El 2024 fue un año duro, pero sin dudas que 2025 lo fue mucho más, ya que obligó a todos a ajustarse, y en particular todo lo relacionado con el Estado, en lo cual principalmente pensamos en los municipios.
En el caso de nuestra ciudad y la región, la mayoría son nuevos en el cargo, si bien muchos con experiencia en la gestión, otros que no. En Las Varas, Laspiur, Alicia, El Fortín, El Arañado, Pozo del Molle, todos nombres y caras que por primera vez ocupan cargo ejecutivo, y a diferencia de sus antecesores debutaron con la famosa frase del presidente “No hay plata”, lo que significa hasta la actualidad un verdadero problema porque sin ayudas y aportes nacionales o provinciales, es muy difícil para los Municipios encarar grandes obras por sí mismos.
Pensemos que hacer desagües, gas natural, infraestructura escolar o deportiva, entre otras, es muy complejo si los Municipios no tienen créditos blandos o bien subsidios tanto de la Nación como de la Provincia. La realidad es que de la Nación no llegó ni llega nada desde diciembre de 2023, pero no solamente relacionado a obra pública, sino que tampoco bajan programas laborales o sociales, y ya pasaron dos años.

Aunque existe un consenso en lo referido a déficit 0 y la baja de la inflación que es una realidad, también lo es que a pesar de hacer todos “los deberes” se tuvo que recurrir a financiamiento externo nuevamente, de lo cual para colmo de males tampoco llegó, hasta ahora, a las provincias o municipios. Un ejemplo claro de ello, es el estado deplorable de la Ruta Nacional 158 en el tramo Las Varillas- Colonia Prosperidad, que la Nación abandonó completamente.

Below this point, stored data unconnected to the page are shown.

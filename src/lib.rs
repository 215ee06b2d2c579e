//! Imprint-Scout: homepage resolution and imprint discovery
//!
//! This crate keeps the contact links of a member-association registry honest.
//! It turns hand-typed homepage strings into reachable absolute URLs (HTTPS
//! preferred, HTTP as fallback) and crawls each homepage for a link to the
//! site's imprint ("Impressum") page.

pub mod config;
pub mod crawler;
pub mod jobs;
pub mod problems;
pub mod resolver;
pub mod state;
pub mod storage;
pub mod url;

use thiserror::Error;

/// Error type of the batch jobs
#[derive(Debug, Error)]
pub enum ScoutError {
    #[error("Resolve error: {0}")]
    Resolve(#[from] ResolveError),

    #[error("Storage error: {0}")]
    Storage(#[from] storage::StorageError),
}

/// Configuration-specific errors
#[derive(Debug, Error)]
pub enum ConfigError {
    #[error("Failed to read config file: {0}")]
    Io(#[from] std::io::Error),

    #[error("Failed to parse TOML: {0}")]
    Parse(#[from] toml::de::Error),

    #[error("Validation error: {0}")]
    Validation(String),
}

/// URL-specific errors
#[derive(Debug, Error, PartialEq, Eq)]
pub enum UrlError {
    #[error("Failed to parse URL: {0}")]
    Parse(String),

    #[error("Invalid URL scheme: {0}")]
    InvalidScheme(String),

    #[error("Missing host in URL")]
    MissingHost,

    #[error("Host '{0}' has no top level domain")]
    MissingTld(String),

    #[error("URL is {0} bytes long, the limit is {max}", max = crate::url::MAX_URL_LENGTH)]
    TooLong(usize),
}

/// Errors surfaced synchronously by the URL resolver
///
/// Unreachable homepages are not errors; they resolve to
/// [`resolver::ResolvedUrl::Unreachable`].
#[derive(Debug, Error)]
pub enum ResolveError {
    #[error("Invalid homepage input: {0}")]
    InvalidInput(String),

    #[error("Failed to build probe client: {0}")]
    Client(#[from] reqwest::Error),
}

/// Result type alias for Imprint-Scout operations
pub type Result<T> = std::result::Result<T, ScoutError>;

/// Result type alias for configuration operations
pub type ConfigResult<T> = std::result::Result<T, ConfigError>;

/// Result type alias for URL operations
pub type UrlResult<T> = std::result::Result<T, UrlError>;

// Re-export commonly used types
pub use config::Config;
pub use crawler::SiteCrawler;
pub use resolver::{ResolvedUrl, Resolver, Scheme};
pub use state::CrawlState;
pub use url::LinkCandidate;
//! Storage traits and error types
//!
//! This module defines the trait interface for storage backends and
//! associated error types.

use crate::problems::{Problem, ProblemRecorder};
use crate::resolver::ResolvedUrl;
use crate::storage::AssociationRecord;
use thiserror::Error;

/// Errors that can occur during storage operations
#[derive(Debug, Error)]
pub enum StorageError {
    #[error("Association not found: {0}")]
    AssociationNotFound(String),

    #[error("Serialization error: {0}")]
    Serialization(String),

    #[error("SQLite error: {0}")]
    Sqlite(#[from] rusqlite::Error),
}

/// Result type for storage operations
pub type StorageResult<T> = Result<T, StorageError>;

/// Trait for storage backend implementations
///
/// Holds association records and the problems recorded against them.
pub trait Storage: ProblemRecorder<Error = StorageError> {
    // ===== Associations =====

    /// Inserts an association or updates its name and raw homepage
    ///
    /// Resolved homepage and imprint are left untouched on update.
    fn upsert_association(
        &mut self,
        number: &str,
        name: &str,
        raw_homepage: Option<&str>,
    ) -> StorageResult<()>;

    /// Gets an association by number
    fn get_association(&self, number: &str) -> StorageResult<AssociationRecord>;

    /// Lists associations ordered by number
    ///
    /// `limit = None` returns everything after `skip`.
    fn list_associations(&self, skip: u32, limit: Option<u32>)
        -> StorageResult<Vec<AssociationRecord>>;

    /// Stores the outcome of resolving an association's homepage
    ///
    /// An unreachable outcome clears the stored homepage.
    fn set_homepage(&mut self, number: &str, resolved: &ResolvedUrl) -> StorageResult<()>;

    /// Stores the discovered imprint link
    fn set_imprint(&mut self, number: &str, imprint: &str) -> StorageResult<()>;

    // ===== Problems =====

    /// Lists recorded problems, optionally for one association only
    fn list_problems(&self, association: Option<&str>) -> StorageResult<Vec<Problem>>;

    /// Counts all recorded problems
    fn count_problems(&self) -> StorageResult<u64>;
}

Si bien esta política de ajuste obligó a los intendentes a reordenar las finanzas y priorizar el gasto, lo cual se pudo sobrellevar mejor porque en general no son municipios con deudas, más allá de las corrientes o algún crédito accesible que otorga la provincia que les da aire para para poder sostener y encarar alguna acción dentro de cada localidad. Sin embargo, la pregunta del “millón”, es hasta cuándo se puede seguir así, con escasos recursos, donde las obras en mayor medida las deben realizar por contribución por mejoras, es decir las pagan los vecinos, quienes al mismo tiempo también se tuvieron que ajustar cada uno en sus hogares con los gastos y prioridades.
El único alivio de los Municipios fue que recibieron acompañamiento del gobierno provincial. Se podría suponer que esto les valió el apoyo a Schiaretti, en las elecciones legislativas recientes, que algunos ratificaron convencidos y otros posiblemente condicionados, pero la realidad es que, sin la ayuda del Gobierno de Córdoba, la situación para las intendencias hubiera sido mucho peor.
¿Cómo se presenta 2026?, quizás cada uno con una perspectiva diferente y específica dadas las características de sus poblaciones, pero en lo general tal vez podríamos decir que la línea de que parece estar trazada sigue siendo “No hay plata”, y esto seriamente comienza a complicar el desarrollo y progreso de las poblaciones más chicas, más grandes, de todas.